Data supplied

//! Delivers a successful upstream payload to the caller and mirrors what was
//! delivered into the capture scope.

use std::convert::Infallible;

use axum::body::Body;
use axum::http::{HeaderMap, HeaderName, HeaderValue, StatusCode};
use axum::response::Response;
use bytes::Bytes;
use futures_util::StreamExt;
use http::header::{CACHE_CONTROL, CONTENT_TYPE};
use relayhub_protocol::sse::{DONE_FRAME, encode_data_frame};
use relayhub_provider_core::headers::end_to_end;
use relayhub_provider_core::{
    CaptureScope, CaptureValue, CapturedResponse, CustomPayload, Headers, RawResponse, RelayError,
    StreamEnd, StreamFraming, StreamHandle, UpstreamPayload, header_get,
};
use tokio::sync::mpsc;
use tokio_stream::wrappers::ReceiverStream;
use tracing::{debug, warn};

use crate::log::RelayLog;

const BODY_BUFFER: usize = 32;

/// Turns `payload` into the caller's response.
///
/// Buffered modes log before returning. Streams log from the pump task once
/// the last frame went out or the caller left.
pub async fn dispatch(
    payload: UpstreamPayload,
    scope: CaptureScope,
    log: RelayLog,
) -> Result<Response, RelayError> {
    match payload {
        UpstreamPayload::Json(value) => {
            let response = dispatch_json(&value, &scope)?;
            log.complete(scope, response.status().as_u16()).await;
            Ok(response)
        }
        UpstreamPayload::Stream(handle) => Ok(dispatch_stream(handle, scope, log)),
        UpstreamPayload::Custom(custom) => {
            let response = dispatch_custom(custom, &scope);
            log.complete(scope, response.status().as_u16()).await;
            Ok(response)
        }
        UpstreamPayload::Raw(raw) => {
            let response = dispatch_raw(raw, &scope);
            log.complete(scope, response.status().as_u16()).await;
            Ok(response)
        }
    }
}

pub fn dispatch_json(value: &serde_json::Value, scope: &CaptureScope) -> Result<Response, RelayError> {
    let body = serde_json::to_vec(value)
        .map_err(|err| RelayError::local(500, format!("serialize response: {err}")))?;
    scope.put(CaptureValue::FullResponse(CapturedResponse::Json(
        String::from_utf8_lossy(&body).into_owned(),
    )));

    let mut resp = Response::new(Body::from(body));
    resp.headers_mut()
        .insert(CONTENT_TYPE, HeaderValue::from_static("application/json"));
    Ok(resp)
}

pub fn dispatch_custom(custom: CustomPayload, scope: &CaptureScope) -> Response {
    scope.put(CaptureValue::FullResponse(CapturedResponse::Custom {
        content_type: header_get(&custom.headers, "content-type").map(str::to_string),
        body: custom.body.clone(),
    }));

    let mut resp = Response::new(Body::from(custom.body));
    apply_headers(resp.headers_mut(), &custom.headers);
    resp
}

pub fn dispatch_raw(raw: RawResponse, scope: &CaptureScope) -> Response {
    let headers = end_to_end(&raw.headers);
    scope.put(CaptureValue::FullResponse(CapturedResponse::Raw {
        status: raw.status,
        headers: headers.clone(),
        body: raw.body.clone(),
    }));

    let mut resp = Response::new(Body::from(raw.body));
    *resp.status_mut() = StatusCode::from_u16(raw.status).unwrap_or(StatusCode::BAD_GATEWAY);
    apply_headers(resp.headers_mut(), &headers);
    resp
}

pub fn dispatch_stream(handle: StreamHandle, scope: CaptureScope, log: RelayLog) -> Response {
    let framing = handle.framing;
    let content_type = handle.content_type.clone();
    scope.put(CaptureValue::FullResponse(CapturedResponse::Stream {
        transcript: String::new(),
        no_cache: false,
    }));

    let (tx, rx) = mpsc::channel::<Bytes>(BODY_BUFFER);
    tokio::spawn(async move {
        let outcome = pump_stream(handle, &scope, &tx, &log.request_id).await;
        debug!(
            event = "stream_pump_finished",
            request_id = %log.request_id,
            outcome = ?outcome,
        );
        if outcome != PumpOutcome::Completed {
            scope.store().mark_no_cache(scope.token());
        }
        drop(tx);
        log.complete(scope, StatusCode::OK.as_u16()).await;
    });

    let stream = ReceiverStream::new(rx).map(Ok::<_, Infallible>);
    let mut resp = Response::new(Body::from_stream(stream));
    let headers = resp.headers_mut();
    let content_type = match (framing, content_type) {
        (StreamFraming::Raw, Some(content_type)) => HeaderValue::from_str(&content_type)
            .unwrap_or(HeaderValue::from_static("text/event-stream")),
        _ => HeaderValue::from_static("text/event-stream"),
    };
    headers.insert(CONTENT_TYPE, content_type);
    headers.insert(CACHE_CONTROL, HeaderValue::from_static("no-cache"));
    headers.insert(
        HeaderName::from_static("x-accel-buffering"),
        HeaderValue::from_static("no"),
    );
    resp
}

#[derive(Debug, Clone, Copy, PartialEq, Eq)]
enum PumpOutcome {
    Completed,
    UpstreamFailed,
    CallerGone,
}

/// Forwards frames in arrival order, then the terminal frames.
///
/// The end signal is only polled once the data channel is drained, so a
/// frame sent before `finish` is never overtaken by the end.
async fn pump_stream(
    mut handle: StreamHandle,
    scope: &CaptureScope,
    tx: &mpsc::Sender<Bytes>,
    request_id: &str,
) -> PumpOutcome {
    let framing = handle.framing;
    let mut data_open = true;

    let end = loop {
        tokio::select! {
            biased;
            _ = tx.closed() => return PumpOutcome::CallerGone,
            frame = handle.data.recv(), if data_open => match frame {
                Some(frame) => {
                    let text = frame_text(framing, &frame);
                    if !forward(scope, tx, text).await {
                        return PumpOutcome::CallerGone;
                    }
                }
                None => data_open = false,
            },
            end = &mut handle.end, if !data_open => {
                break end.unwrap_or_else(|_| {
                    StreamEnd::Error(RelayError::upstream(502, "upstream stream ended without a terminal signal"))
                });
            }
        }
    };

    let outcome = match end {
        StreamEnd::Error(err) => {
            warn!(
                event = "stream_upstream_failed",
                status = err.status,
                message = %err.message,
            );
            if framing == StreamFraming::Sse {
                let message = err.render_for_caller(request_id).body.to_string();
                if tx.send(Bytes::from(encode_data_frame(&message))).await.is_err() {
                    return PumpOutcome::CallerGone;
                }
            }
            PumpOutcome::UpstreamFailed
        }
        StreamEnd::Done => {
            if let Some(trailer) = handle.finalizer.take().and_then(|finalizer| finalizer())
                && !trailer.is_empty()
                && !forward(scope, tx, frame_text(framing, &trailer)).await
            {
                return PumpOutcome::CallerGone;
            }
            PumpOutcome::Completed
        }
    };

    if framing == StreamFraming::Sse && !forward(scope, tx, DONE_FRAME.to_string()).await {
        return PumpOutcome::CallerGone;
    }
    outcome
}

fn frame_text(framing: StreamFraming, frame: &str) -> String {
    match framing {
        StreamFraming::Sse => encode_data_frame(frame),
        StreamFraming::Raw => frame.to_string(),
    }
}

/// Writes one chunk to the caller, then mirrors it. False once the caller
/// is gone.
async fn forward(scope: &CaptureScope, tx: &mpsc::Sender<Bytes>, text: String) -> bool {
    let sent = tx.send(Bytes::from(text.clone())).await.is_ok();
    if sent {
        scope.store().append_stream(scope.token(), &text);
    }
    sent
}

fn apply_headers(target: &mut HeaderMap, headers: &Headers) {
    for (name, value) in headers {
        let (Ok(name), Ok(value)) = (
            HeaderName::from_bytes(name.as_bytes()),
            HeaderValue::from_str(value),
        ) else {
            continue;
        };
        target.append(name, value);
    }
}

Task to complete
Reply with nothing but the number of lines in the data above that contain "StreamFraming".

Answer to the exercise
7